Brother Clemence said to Brother Dexter, “May I?”
“By all means,” Brother Dexter said to Brother Clemence.
Brother Clemence said to Brother Oliver, “In law, an option is a binding agreement to make a purchase. For instance, I might say to you that I want to buy your, um…” Frowning massively, Brother Clemence ground to a halt. “You don’t own anything,” he said.

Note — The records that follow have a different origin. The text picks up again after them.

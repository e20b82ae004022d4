//! # Roster CSV Boundary
//!
//! Tabular input and output for roster reconciliation: reads the intended
//! participant list from a headered CSV file into canonical
//! [`ParticipantRecord`]s, and writes the could-not-be-added report back out
//! in the same columnar shape.
//!
//! [`ParticipantRecord`]: roster_core::ParticipantRecord

pub mod columns;
pub mod error;
pub mod reader;
pub mod writer;

pub use columns::ColumnMap;
pub use error::CsvError;
pub use reader::read_participants;
pub use writer::write_missing_report;
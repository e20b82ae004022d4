//! # Roster HTTP Client
//!
//! HTTP adapter for the [`EventService`] port: JSON requests for the unary
//! registration operations, plus a Server-Sent-Events stream for the
//! player-registered notifications.
//!
//! Session establishment (login, organization and event discovery) is
//! outside this crate; a client is constructed with an endpoint, an event id
//! and an optional bearer token, and is bound to that one event.
//!
//! [`EventService`]: roster_core::EventService

pub mod client;
pub mod sse;
pub mod types;

pub use client::HttpEventService;
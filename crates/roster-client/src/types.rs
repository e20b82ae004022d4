//! Wire types for the event-service HTTP API.

use roster_core::{ExistingParticipant, NotifiedPlayer};
use serde::{Deserialize, Serialize};

#[derive(Debug, Serialize)]
pub(crate) struct EmailRegistrationRequest<'a> {
    pub email: &'a str,
}

#[derive(Debug, Serialize)]
#[serde(rename_all = "camelCase")]
pub(crate) struct GuestRegistrationRequest<'a> {
    pub first_name: &'a str,
    pub last_name: &'a str,
}

#[derive(Debug, Serialize)]
#[serde(rename_all = "camelCase")]
pub(crate) struct SetPlayerNameRequest<'a> {
    pub first_name: &'a str,
    pub last_name: &'a str,
}

/// Registration call result as the service reports it: a success flag plus a
/// free-text error body on decline.
#[derive(Debug, Deserialize)]
pub(crate) struct RegistrationResponse {
    pub success: bool,
    #[serde(default)]
    pub err: Option<RegistrationErrorBody>,
}

#[derive(Debug, Deserialize)]
pub(crate) struct RegistrationErrorBody {
    #[serde(default)]
    pub message: String,
}

#[derive(Debug, Deserialize)]
#[serde(rename_all = "camelCase")]
pub(crate) struct PlayerEntry {
    #[serde(default)]
    pub first_name: Option<String>,
    #[serde(default)]
    pub last_name: Option<String>,
}

impl From<PlayerEntry> for ExistingParticipant {
    fn from(entry: PlayerEntry) -> Self {
        ExistingParticipant::new(
            entry.first_name.unwrap_or_default(),
            entry.last_name.unwrap_or_default(),
        )
    }
}

/// One event on the player-registered notification stream.
#[derive(Debug, Deserialize)]
#[serde(rename_all = "camelCase")]
pub(crate) struct PlayerRegisteredEvent {
    pub id: String,
    #[serde(default)]
    pub first_name: Option<String>,
    #[serde(default)]
    pub last_name: Option<String>,
}

impl From<PlayerRegisteredEvent> for NotifiedPlayer {
    fn from(event: PlayerRegisteredEvent) -> Self {
        NotifiedPlayer {
            id: event.id,
            first_name: event.first_name,
            last_name: event.last_name,
        }
    }
}
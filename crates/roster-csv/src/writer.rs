//! Result reporter: writes the could-not-be-added set back to CSV.

use std::io;
use std::path::Path;

use roster_core::ParticipantRecord;
use tempfile::NamedTempFile;
use tracing::info;

use crate::columns::ColumnMap;
use crate::error::CsvError;

/// Write the missing-participant report.
///
/// Uses the same header names and field order as the input mapping, in the
/// missing set's (input) order. The report is staged in a temp file next to
/// the destination and moved into place on success, so the caller either
/// gets the whole report or an error and no file.
///
/// # Errors
///
/// [`CsvError::Write`] if staging, serialization, or the final rename fails.
pub fn write_missing_report(
    path: &Path,
    missing: &[ParticipantRecord],
    columns: &ColumnMap,
) -> Result<(), CsvError> {
    let dir = match path.parent() {
        Some(parent) if !parent.as_os_str().is_empty() => parent,
        _ => Path::new("."),
    };
    let staged = NamedTempFile::new_in(dir).map_err(CsvError::Write)?;

    let mut writer = csv::Writer::from_writer(staged.as_file());
    writer.write_record(columns.header()).map_err(to_io)?;
    for record in missing {
        writer
            .write_record([
                record.first_name.as_str(),
                record.last_name.as_str(),
                record.email.as_deref().unwrap_or_default(),
            ])
            .map_err(to_io)?;
    }
    writer.flush().map_err(CsvError::Write)?;
    drop(writer);

    staged.persist(path).map_err(|err| CsvError::Write(err.error))?;
    info!(count = missing.len(), path = %path.display(), "missing-player report written");
    Ok(())
}

fn to_io(err: csv::Error) -> CsvError {
    CsvError::Write(io::Error::other(err))
}
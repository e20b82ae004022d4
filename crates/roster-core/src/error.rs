//! Error types for roster reconciliation.

use thiserror::Error;

/// Fatal reconciliation errors.
///
/// Recoverable per-record failures never surface here; they are absorbed by
/// the orchestrator and reported in aggregate through the missing set.
#[derive(Debug, Error)]
pub enum ReconcileError {
    /// A record is missing a required name field. Raised at normalization
    /// time, before any registration is attempted.
    #[error("participant record missing a name (first: {first_name:?}, last: {last_name:?})")]
    MalformedRecord {
        first_name: String,
        last_name: String,
    },

    /// The registration notification stream could not be established.
    #[error("failed to subscribe to player-registered notifications")]
    Subscribe(#[source] ServiceError),

    /// The notification stream ended while an email registration was still
    /// awaiting its confirmation.
    #[error("notification stream closed with a registration still awaiting confirmation")]
    NotificationStreamClosed,
}

/// Transport-level errors from the remote event service.
///
/// These describe the call itself failing, not the service declining a
/// registration; declines are ordinary [`EmailRegistration::Rejected`] /
/// [`GuestRegistration::Rejected`] values.
///
/// [`EmailRegistration::Rejected`]: crate::ports::outbound::EmailRegistration
/// [`GuestRegistration::Rejected`]: crate::ports::outbound::GuestRegistration
#[derive(Debug, Error)]
pub enum ServiceError {
    #[error("transport error: {0}")]
    Transport(String),

    #[error("unexpected response from service: {0}")]
    InvalidResponse(String),

    #[error("authentication rejected by service")]
    Unauthorized,
}
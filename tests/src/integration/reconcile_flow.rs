//! End-to-end reconciliation against the in-memory event service.

#[cfg(test)]
mod tests {
    use std::sync::Arc;
    use std::time::Duration;

    use tokio::time::timeout;

    use roster_core::{
        filter_against_roster, EventService, ParticipantRecord, ReconcileReport, ReconcileService,
    };

    use crate::fixtures::{Account, InMemoryEventService};

    fn record(first: &str, last: &str, email: Option<&str>) -> ParticipantRecord {
        ParticipantRecord::from_parts(first, last, email).expect("valid record")
    }

    async fn reconcile(
        service: Arc<InMemoryEventService>,
        records: Vec<ParticipantRecord>,
    ) -> ReconcileReport {
        let mut orchestrator = ReconcileService::new(service);
        timeout(Duration::from_secs(2), orchestrator.run(records))
            .await
            .expect("reconciliation timed out")
            .expect("reconciliation succeeded")
    }

    #[tokio::test]
    async fn account_holder_with_uncaptured_name_gets_corrected() {
        let service = Arc::new(InMemoryEventService::new().with_account(
            "a@x.com",
            Account {
                player_id: "p1".into(),
                captured_name: None,
            },
        ));

        let report = reconcile(service.clone(), vec![record("A", "B", Some("a@x.com"))]).await;

        assert!(report.missing.is_empty());
        assert_eq!(report.registered, 1);
        assert_eq!(
            service.name_corrections.lock().as_slice(),
            &[("p1".to_string(), "A".to_string(), "B".to_string())]
        );
    }

    #[tokio::test]
    async fn account_holder_with_captured_name_needs_no_correction() {
        let service = Arc::new(InMemoryEventService::new().with_account(
            "a@x.com",
            Account {
                player_id: "p1".into(),
                captured_name: Some(("A".into(), "B".into())),
            },
        ));

        let report = reconcile(service.clone(), vec![record("A", "B", Some("a@x.com"))]).await;

        assert_eq!(report.registered, 1);
        assert!(service.name_corrections.lock().is_empty());
    }

    #[tokio::test]
    async fn unknown_email_falls_back_to_guest() {
        let service = Arc::new(InMemoryEventService::new());

        let report = reconcile(service.clone(), vec![record("A", "B", Some("a@x.com"))]).await;

        assert!(report.missing.is_empty());
        assert_eq!(report.registered, 1);
        assert_eq!(
            service.accepted_guests(),
            vec![("A".to_string(), "B".to_string())]
        );
    }

    #[tokio::test]
    async fn already_registered_email_is_success_equivalent() {
        let service = Arc::new(InMemoryEventService::new().with_registered(
            "a@x.com",
            Account {
                player_id: "p1".into(),
                captured_name: Some(("A".into(), "B".into())),
            },
        ));

        let report = reconcile(service.clone(), vec![record("A", "B", Some("a@x.com"))]).await;

        assert!(report.missing.is_empty());
        assert_eq!(report.already_registered, 1);
        assert!(service.accepted_guests().is_empty());
    }

    #[tokio::test]
    async fn failed_guest_lands_in_missing_set() {
        let service = Arc::new(InMemoryEventService::new().with_failing_guest("C", "D"));

        let report = reconcile(service, vec![record("C", "D", None)]).await;

        assert_eq!(report.registered, 0);
        assert_eq!(report.missing, vec![record("C", "D", None)]);
    }

    #[tokio::test]
    async fn mixed_batch_partitions_every_record_in_input_order() {
        let service = Arc::new(
            InMemoryEventService::new()
                .with_account(
                    "a@x.com",
                    Account {
                        player_id: "p1".into(),
                        captured_name: None,
                    },
                )
                .with_registered(
                    "b@x.com",
                    Account {
                        player_id: "p2".into(),
                        captured_name: Some(("C".into(), "D".into())),
                    },
                )
                .with_failing_guest("G", "H")
                .with_failing_guest("I", "J"),
        );

        let records = vec![
            record("A", "B", Some("a@x.com")), // account holder, registered
            record("C", "D", Some("b@x.com")), // already registered
            record("E", "F", Some("e@x.com")), // no account -> guest, accepted
            record("G", "H", Some("g@x.com")), // no account -> guest declined -> missing
            record("I", "J", None),            // guest declined -> missing
            record("K", "L", None),            // guest accepted
        ];
        let total = records.len();

        let report = reconcile(service.clone(), records).await;

        assert_eq!(report.registered, 3);
        assert_eq!(report.already_registered, 1);
        assert_eq!(
            report.missing,
            vec![
                record("G", "H", Some("g@x.com")),
                record("I", "J", None),
            ]
        );
        // Partition invariant: nothing lost, nothing counted twice.
        assert_eq!(
            report.registered + report.already_registered + report.missing.len(),
            total
        );
        // Guest attempts kept issuance order.
        assert_eq!(
            service.accepted_guests(),
            vec![
                ("E".to_string(), "F".to_string()),
                ("K".to_string(), "L".to_string()),
            ]
        );
    }

    #[tokio::test]
    async fn dedup_keeps_emailed_collisions_and_drops_guest_collisions() {
        let service = Arc::new(
            InMemoryEventService::new()
                .with_roster_entry("E", "F")
                .with_roster_entry("G", "H"),
        );

        let existing = service.players_in_event().await.expect("snapshot");
        let records = vec![
            record("E", "F", Some("e@x.com")), // collision with email: still queued
            record("G", "H", None),            // collision without email: skipped
        ];
        let (queued, skipped) = filter_against_roster(records, &existing);

        assert_eq!(skipped, 1);
        assert_eq!(queued, vec![record("E", "F", Some("e@x.com"))]);

        // The skipped record never reaches the orchestrator at all.
        let report = reconcile(service.clone(), queued).await;
        assert_eq!(
            report.registered + report.already_registered + report.missing.len(),
            1
        );
        assert!(service
            .accepted_guests()
            .iter()
            .all(|(first, _)| first != "G"));
    }
}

He looked around at the rest of us. “None of us own anything.”
“Perhaps I ought to try it,” Brother Dexter said.
“You’re welcome to,” Brother Clemence told him.

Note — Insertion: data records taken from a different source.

//! HTTP implementation of the [`EventService`] port.

use std::time::Duration;

use async_trait::async_trait;
use futures::StreamExt;
use reqwest::{Client, RequestBuilder, Response, StatusCode};
use tokio::sync::mpsc;
use tokio_stream::wrappers::ReceiverStream;
use tracing::{debug, warn};

use roster_core::{
    EmailRegistration, EventService, ExistingParticipant, GuestRegistration, NotifiedPlayer,
    PlayerStream, ServiceError,
};

use crate::sse::SseParser;
use crate::types::{
    EmailRegistrationRequest, GuestRegistrationRequest, PlayerEntry, PlayerRegisteredEvent,
    RegistrationResponse, SetPlayerNameRequest,
};

/// Per-call timeout for the unary operations. The subscription request is
/// exempt: an event stream is expected to stay open indefinitely.
const CALL_TIMEOUT: Duration = Duration::from_secs(15);

const CONNECT_TIMEOUT: Duration = Duration::from_secs(5);

/// Buffered notifications between the transport reader and the stream
/// consumer.
const NOTIFICATION_BUFFER: usize = 32;

/// Event service client bound to a single event.
pub struct HttpEventService {
    client: Client,
    base_url: String,
    event_id: String,
    token: Option<String>,
}

impl HttpEventService {
    /// Build a client for one event.
    ///
    /// # Errors
    ///
    /// Returns [`ServiceError::Transport`] if the underlying HTTP client
    /// cannot be constructed.
    pub fn new(
        base_url: impl Into<String>,
        event_id: impl Into<String>,
        token: Option<String>,
    ) -> Result<Self, ServiceError> {
        // No client-level request timeout: it would also cap how long the
        // notification stream may stay open. Unary calls set their own.
        let client = Client::builder()
            .connect_timeout(CONNECT_TIMEOUT)
            .build()
            .map_err(|err| ServiceError::Transport(err.to_string()))?;

        Ok(Self {
            client,
            base_url: base_url.into().trim_end_matches('/').to_string(),
            event_id: event_id.into(),
            token,
        })
    }

    fn url(&self, suffix: &str) -> String {
        format!("{}/events/{}/{}", self.base_url, self.event_id, suffix)
    }

    fn authorized(&self, request: RequestBuilder) -> RequestBuilder {
        match &self.token {
            Some(token) => request.bearer_auth(token),
            None => request,
        }
    }

    async fn send(&self, request: RequestBuilder) -> Result<Response, ServiceError> {
        let response = self
            .authorized(request)
            .send()
            .await
            .map_err(|err| ServiceError::Transport(err.to_string()))?;

        match response.status() {
            StatusCode::UNAUTHORIZED | StatusCode::FORBIDDEN => Err(ServiceError::Unauthorized),
            status if status.is_success() => Ok(response),
            status => Err(ServiceError::Transport(format!(
                "service returned {status}"
            ))),
        }
    }

    async fn registration_call(
        &self,
        request: RequestBuilder,
    ) -> Result<RegistrationResponse, ServiceError> {
        let response = self.send(request.timeout(CALL_TIMEOUT)).await?;
        response
            .json::<RegistrationResponse>()
            .await
            .map_err(|err| ServiceError::InvalidResponse(err.to_string()))
    }
}

#[async_trait]
impl EventService for HttpEventService {
    async fn register_player_by_email(
        &self,
        email: &str,
    ) -> Result<EmailRegistration, ServiceError> {
        let request = self
            .client
            .post(self.url("registrations"))
            .json(&EmailRegistrationRequest { email });
        let response = self.registration_call(request).await?;

        if response.success {
            Ok(EmailRegistration::Accepted)
        } else {
            Ok(EmailRegistration::Rejected {
                message: response.err.map(|e| e.message).unwrap_or_default(),
            })
        }
    }

    async fn register_guest_player(
        &self,
        first_name: &str,
        last_name: &str,
    ) -> Result<GuestRegistration, ServiceError> {
        let request = self.client.post(self.url("guests")).json(&GuestRegistrationRequest {
            first_name,
            last_name,
        });
        let response = self.registration_call(request).await?;

        if response.success {
            Ok(GuestRegistration::Added)
        } else {
            Ok(GuestRegistration::Rejected)
        }
    }

    async fn set_registered_player_name(
        &self,
        player_id: &str,
        first_name: &str,
        last_name: &str,
    ) -> Result<(), ServiceError> {
        let request = self
            .client
            .patch(self.url(&format!("players/{player_id}/name")))
            .json(&SetPlayerNameRequest {
                first_name,
                last_name,
            })
            .timeout(CALL_TIMEOUT);
        self.send(request).await?;
        Ok(())
    }

    async fn subscribe_player_registered(&self) -> Result<PlayerStream, ServiceError> {
        let request = self
            .client
            .get(self.url("registrations/stream"))
            .header(reqwest::header::ACCEPT, "text/event-stream");
        let response = self.send(request).await?;

        let (tx, rx) = mpsc::channel(NOTIFICATION_BUFFER);
        tokio::spawn(async move {
            let mut chunks = response.bytes_stream();
            let mut parser = SseParser::new();
            while let Some(chunk) = chunks.next().await {
                let chunk = match chunk {
                    Ok(chunk) => chunk,
                    Err(err) => {
                        warn!(error = %err, "notification stream transport error");
                        break;
                    }
                };
                for payload in parser.push(&chunk) {
                    match serde_json::from_str::<PlayerRegisteredEvent>(&payload) {
                        Ok(event) => {
                            if tx.send(NotifiedPlayer::from(event)).await.is_err() {
                                return;
                            }
                        }
                        Err(err) => {
                            // A frame we cannot read is dropped rather than
                            // ending the stream; the service also sends
                            // heartbeat frames with non-JSON payloads.
                            debug!(error = %err, %payload, "ignoring unreadable stream frame");
                        }
                    }
                }
            }
        });

        Ok(Box::pin(ReceiverStream::new(rx)))
    }

    async fn players_in_event(&self) -> Result<Vec<ExistingParticipant>, ServiceError> {
        let request = self.client.get(self.url("players")).timeout(CALL_TIMEOUT);
        let response = self.send(request).await?;
        let players = response
            .json::<Vec<PlayerEntry>>()
            .await
            .map_err(|err| ServiceError::InvalidResponse(err.to_string()))?;
        Ok(players.into_iter().map(ExistingParticipant::from).collect())
    }
}
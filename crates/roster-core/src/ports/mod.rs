//! Ports for the reconciliation core.

pub mod outbound;
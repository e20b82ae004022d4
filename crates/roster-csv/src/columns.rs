//! Column-name mapping for the tabular boundary.

/// Maps canonical participant fields to the header names used in the input
/// file. The output report reuses the same names and order.
#[derive(Clone, Debug, PartialEq, Eq)]
pub struct ColumnMap {
    pub first_name: String,
    pub last_name: String,
    pub email: String,
}

impl Default for ColumnMap {
    fn default() -> Self {
        Self {
            first_name: "firstName".to_string(),
            last_name: "lastName".to_string(),
            email: "email".to_string(),
        }
    }
}

impl ColumnMap {
    /// Header row in canonical field order.
    #[must_use]
    pub fn header(&self) -> [&str; 3] {
        [&self.first_name, &self.last_name, &self.email]
    }
}
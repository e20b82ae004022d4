//! Errors for the CSV boundary.

use roster_core::ReconcileError;
use thiserror::Error;

/// CSV boundary errors. All of these are fatal for the run: malformed input
/// aborts before any registration, and a failed report write must not look
/// like success.
#[derive(Debug, Error)]
pub enum CsvError {
    #[error("failed to read input file: {0}")]
    Read(#[from] csv::Error),

    #[error("input file has no {name:?} column - is the column mapping set correctly?")]
    MissingColumn { name: String },

    #[error("row {line} is missing required participant data")]
    MalformedRow {
        line: u64,
        #[source]
        source: ReconcileError,
    },

    #[error("failed to write report")]
    Write(#[source] std::io::Error),
}
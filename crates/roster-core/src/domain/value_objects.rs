//! Value objects for reconciliation state and decisions.

/// Orchestrator phase.
///
/// The reconciliation loop is an explicit state machine over these four
/// phases rather than a chain of callbacks; the phase is observable for
/// logging and tests.
#[derive(Clone, Copy, Debug, PartialEq, Eq)]
pub enum Phase {
    /// Ready to pop the next pending record.
    Idle,
    /// An email registration was accepted; waiting for the roster
    /// notification that confirms the player is visible in the event.
    AwaitingConfirmation,
    /// An email attempt found no platform account; the guest fallback for
    /// the same record is in flight.
    Draining,
    /// Queue exhausted; the missing set is final.
    Done,
}

/// Decision for one record against the existing-roster snapshot.
#[derive(Clone, Copy, Debug, PartialEq, Eq)]
pub enum DedupDecision {
    /// No name collision; queue normally.
    Include,
    /// Name collision but the record has an email, so it may be a different
    /// person; queue it and warn the operator.
    IncludeWithWarning,
    /// Name collision and no email: a second identical guest entry would be
    /// indistinguishable, so the record is dropped.
    Skip,
}

/// Closed classification of email-registration rejections.
///
/// The remote service reports rejections as free text; this is the closed
/// category set the orchestrator acts on.
#[derive(Clone, Copy, Debug, PartialEq, Eq)]
pub enum RejectionKind {
    /// The player is already in the event; success-equivalent.
    AlreadyRegistered,
    /// No platform account for that email; retry on the guest path.
    NoAccount,
    /// Anything else; the record goes to the missing set.
    Other,
}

Brother Dexter said to Brother Oliver, “Suppose you owned the chair you’re sitting in.”
Brother Oliver looked doubtful but willing. “Very well,” he said.

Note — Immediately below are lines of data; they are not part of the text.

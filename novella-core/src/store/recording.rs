//! Store wrapper for tests: counts calls and fails chosen chapter numbers

use super::{ContentStore, MemoryContentStore, StoreResult};
use crate::error::StoreError;
use crate::types::{ChapterPatch, NewChapter, NewNovel, StoredChapter, StoredNovel};
use async_trait::async_trait;
use std::collections::HashSet;
use std::sync::atomic::{AtomicUsize, Ordering};

#[derive(Default)]
pub(crate) struct RecordingStore {
    pub inner: MemoryContentStore,
    calls: AtomicUsize,
    failing: HashSet<u32>,
}

impl RecordingStore {
    pub fn new() -> Self {
        Self::default()
    }

    /// Reject creates and updates for these chapter numbers
    pub fn failing_on(numbers: impl IntoIterator<Item = u32>) -> Self {
        Self {
            failing: numbers.into_iter().collect(),
            ..Self::default()
        }
    }

    pub fn calls(&self) -> usize {
        self.calls.load(Ordering::SeqCst)
    }

    fn record(&self) {
        self.calls.fetch_add(1, Ordering::SeqCst);
    }

    fn check(&self, number: u32) -> StoreResult<()> {
        if self.failing.contains(&number) {
            return Err(StoreError::Backend(format!("injected failure for chapter {}", number)));
        }
        Ok(())
    }
}

#[async_trait]
impl ContentStore for RecordingStore {
    async fn create_novel(&self, novel: NewNovel) -> StoreResult<StoredNovel> {
        self.record();
        self.inner.create_novel(novel).await
    }

    async fn get_novel(&self, novel_id: &str) -> StoreResult<Option<StoredNovel>> {
        self.record();
        self.inner.get_novel(novel_id).await
    }

    async fn list_novels(&self) -> StoreResult<Vec<StoredNovel>> {
        self.record();
        self.inner.list_novels().await
    }

    async fn create_chapters(
        &self,
        novel_id: &str,
        chapters: Vec<NewChapter>,
    ) -> StoreResult<Vec<StoredChapter>> {
        self.record();
        for chapter in &chapters {
            self.check(chapter.number)?;
        }
        self.inner.create_chapters(novel_id, chapters).await
    }

    async fn update_chapter(
        &self,
        chapter_id: &str,
        patch: ChapterPatch,
    ) -> StoreResult<StoredChapter> {
        self.record();
        let number = self
            .inner
            .snapshot()
            .await
            .chapters
            .get(chapter_id)
            .map(|c| c.number);
        if let Some(number) = number {
            self.check(number)?;
        }
        self.inner.update_chapter(chapter_id, patch).await
    }

    async fn list_chapters(&self, novel_id: &str) -> StoreResult<Vec<StoredChapter>> {
        self.record();
        self.inner.list_chapters(novel_id).await
    }
}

“Suppose,” Brother Dexter went on, elaborating his fantasy, “suppose we all owned the chairs we were sitting in.”
Brother Oliver looked at us. I looked steadfastly back, trying to fix about my face the gaze of a man who owns the chair he’s sitting in. Even more doubtfully, but just as willing, Brother Oliver said again, “Very well.”
“Now suppose further,” Brother Dexter said, risking all at every step, “that I wish to own all the chairs.”
Brother Oliver gave him an astounded look. “What for?” Brother Dexter was patently stymied for just a second, but then he leaned forward and said, clearly and distinctly, “For purposes of my own.”
“Yes!” cried Brother Clemence. He had obviously caught Brother Dexter’s drift and was pleased with the structure under formation. Leaning forward to stare intently at Brother Oliver while waggling a finger at Brother Dexter, Brother Clemence cried out, “For reasons of his own! Personal private reasons! He has to own all the chairs!”
“That’s the point,” Brother Dexter said.
Brother Oliver, apparently at the point of despair, looked at him and said. “It is?”
“I have to have all the chairs,” Brother Dexter said. “Just some of them won’t do, not for, uhh, those purposes of mine. I need them all. So I come to you,” he rushed forward, “and I tell you I’ll pay you, oh, fifty dollars for your chair.”
Brother Oliver twisted about to look at his chair, which was in fact a very handsome carved-oak antique. “You will?”
Brother Dexter was not about to get sidetracked into a discussion of furniture. Racing along, he said, “However, I explain to you that I can’t use your chair unless I can also buy all the other chairs. So we sign an agreement.”
“An option agreement,” put in Brother Clemence.
“Yes,” said Brother Dexter. “An option agreement. The agreement says that I will buy your chair for fifty dollars next Monday, if I have managed to conclude similar agreements with the owners of all the other chairs. And I will pay you five dollars now as an earnest of my intentions. With that agreement, and once you accept the five dollars, you can no longer sell your chair to anyone else, even if someone were to make you a better offer. If Brother Benedict, for instance, were to come along tomorrow and offer you a thousand dollars for that chair, you couldn’t sell it to him.”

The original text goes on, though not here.